This blog teaches us that cavities are tiny holes in teeth caused by decay, which look like dark spots. Things like not cleaning our teeth well, eating too many sugary foods, and having plaque can lead to cavities. Signs of cavities include toothaches, sensitive teeth, spots on teeth, and swollen gums. 

To prevent cavities, we should brush our teeth with fluoride toothpaste, floss every day, rinse our mouths, drink water, and eat less sugary foods. Going to the dentist regularly, using sealants and fluoride treatments, and good habits like not snacking too much and chewing sugarless gum also help keep cavities away and our teeth healthy.

A cavity can look different depending on how bad it is. But there are some usual signs. It might be a small dark spot on your tooth. The spot can be light brown to dark black, and it might have a little hole.

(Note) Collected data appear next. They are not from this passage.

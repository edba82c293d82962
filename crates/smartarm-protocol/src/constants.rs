//! 协议常量定义
//!
//! 与控制器固件（`config.h`）保持一致。

use std::ops::RangeInclusive;

/// 控制器状态上报主题（控制器 → Hub）
pub const TOPIC_STATUS: &str = "smartarm/status";

/// 控制指令主题（Hub → 控制器）
pub const TOPIC_CONTROL: &str = "smartarm/control";

/// 舵机数量：底座、肩、肘、腕、夹爪
pub const SERVO_COUNT: usize = 5;

/// 舵机默认角度（中位）
pub const DEFAULT_SERVO_ANGLE: i32 = 90;

/// 舵机合法角度范围（度）
pub const SERVO_ANGLE_RANGE: RangeInclusive<i32> = 0..=180;

/// 电机速度合法范围（控制器会钳位到此区间）
pub const MOTOR_SPEED_RANGE: RangeInclusive<i32> = -100..=100;

/// 舵机回零位姿
pub const HOME_SERVO_ANGLES: [i32; SERVO_COUNT] = [DEFAULT_SERVO_ANGLE; SERVO_COUNT];

/// 检查舵机角度是否合法
#[inline]
pub fn is_valid_servo_angle(angle: i32) -> bool {
    SERVO_ANGLE_RANGE.contains(&angle)
}

/// 检查电机速度是否合法
#[inline]
pub fn is_valid_motor_speed(speed: i32) -> bool {
    MOTOR_SPEED_RANGE.contains(&speed)
}
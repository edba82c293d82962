//! 状态存储与检测缓冲区并发测试
//!
//! 验证 `ArcSwap` 快照在多写多读下不会撕裂，部分更新不会互相覆盖。

use smartarm_driver::*;
use smartarm_protocol::Mode;
use std::sync::Arc;
use std::thread;

/// 两个写者更新不同字段，最终两者的最后一次写入都生效
#[test]
fn test_disjoint_writers_do_not_lose_updates() {
    let store = Arc::new(StatusStore::new());
    let iterations = 500;

    let speed_writer = {
        let store = store.clone();
        thread::spawn(move || {
            for i in 0..iterations {
                store
                    .update(StatusPatch::new().motor_speed(i % 100))
                    .unwrap();
            }
        })
    };
    let distance_writer = {
        let store = store.clone();
        thread::spawn(move || {
            for i in 0..iterations {
                store
                    .update(StatusPatch::new().distance_cm(i as f64))
                    .unwrap();
            }
        })
    };
    let mode_writer = {
        let store = store.clone();
        thread::spawn(move || {
            for _ in 0..iterations {
                store
                    .update(StatusPatch::new().mode(Mode::Manual))
                    .unwrap();
            }
        })
    };

    speed_writer.join().unwrap();
    distance_writer.join().unwrap();
    mode_writer.join().unwrap();

    let status = store.read();
    assert_eq!(status.motor_speed, (iterations - 1) % 100);
    assert_eq!(status.distance_cm, (iterations - 1) as f64);
    assert_eq!(status.mode, Mode::Manual);
    assert_eq!(store.update_count(), 3 * iterations as u64);
}

/// 读者永远看到一次完整提交（五个舵机角度同时写入，读出必须一致）
#[test]
fn test_readers_never_see_torn_status() {
    let store = Arc::new(StatusStore::new());

    let writer = {
        let store = store.clone();
        thread::spawn(move || {
            for round in 0..1000 {
                let angle = round % 181;
                store
                    .update(StatusPatch::new().servo_angles([angle; 5]).motor_speed(angle % 101))
                    .unwrap();
                thread::yield_now();
            }
        })
    };

    let readers: Vec<_> = (0..8)
        .map(|_| {
            let store = store.clone();
            thread::spawn(move || {
                for _ in 0..1000 {
                    let status = store.snapshot();
                    let first = status.servo_angles[0];
                    assert!(status.servo_angles.iter().all(|&a| a == first));
                    if first != 90 {
                        assert_eq!(status.motor_speed, first % 101);
                    }
                    thread::yield_now();
                }
            })
        })
        .collect();

    writer.join().unwrap();
    for reader in readers {
        reader.join().unwrap();
    }
}

/// 读者拿到的帧与检测列表总是属于同一次发布
#[test]
fn test_detection_buffer_pairs_stay_consistent() {
    let buffer = Arc::new(DetectionBuffer::new());

    let writer = {
        let buffer = buffer.clone();
        thread::spawn(move || {
            for i in 1..=2000u32 {
                let frame = Frame::blank(i % 7 + 1, 1);
                let count = (i % 3) as usize;
                let detections = (0..count)
                    .map(|_| DetectionEvent {
                        class_id: i,
                        class_name: "cup".to_string(),
                        confidence: 0.9,
                        bbox: BoundingBox {
                            x1: 0,
                            y1: 0,
                            x2: 1,
                            y2: 1,
                        },
                        center: [0, 0],
                        relative_position: [0.0, 0.0],
                        size: [1, 1],
                        timestamp_us: frame.timestamp_us,
                    })
                    .collect();
                buffer.swap(frame, detections);
            }
        })
    };

    let readers: Vec<_> = (0..4)
        .map(|_| {
            let buffer = buffer.clone();
            thread::spawn(move || {
                let mut last_sequence = 0;
                for _ in 0..2000 {
                    if let Some(snapshot) = buffer.read() {
                        assert!(snapshot.sequence >= last_sequence);
                        last_sequence = snapshot.sequence;
                        for detection in &snapshot.detections {
                            assert_eq!(detection.timestamp_us, snapshot.frame.timestamp_us);
                            assert_eq!(snapshot.frame.width, detection.class_id % 7 + 1);
                        }
                    }
                    thread::yield_now();
                }
            })
        })
        .collect();

    writer.join().unwrap();
    for reader in readers {
        reader.join().unwrap();
    }
    assert_eq!(buffer.read().unwrap().sequence, 2000);
}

We’ll discuss these topics in this blog:

What is a Cavity?

A cavity is like a tiny hole in your tooth caused by decay. It’s not a friendly thing – it can make your tooth feel uncomfortable and sometimes hurt.

So, what makes cavities happen? There are a few things: the bacteria in your mouth, eating snacks often, drinking sugary drinks, and not looking after your teeth well.

When you eat or drink, the bacteria in your mouth make an acid. This acid can start to wear down your tooth’s enamel, which is the tough outer layer. Over time, this acid attack can cause tooth decay, making small holes or gaps in the enamel. These little holes are the first sign of cavities. If you don’t take care of them, they can get bigger and go deeper into your tooth, causing really bad toothaches, infections, and even losing the tooth.”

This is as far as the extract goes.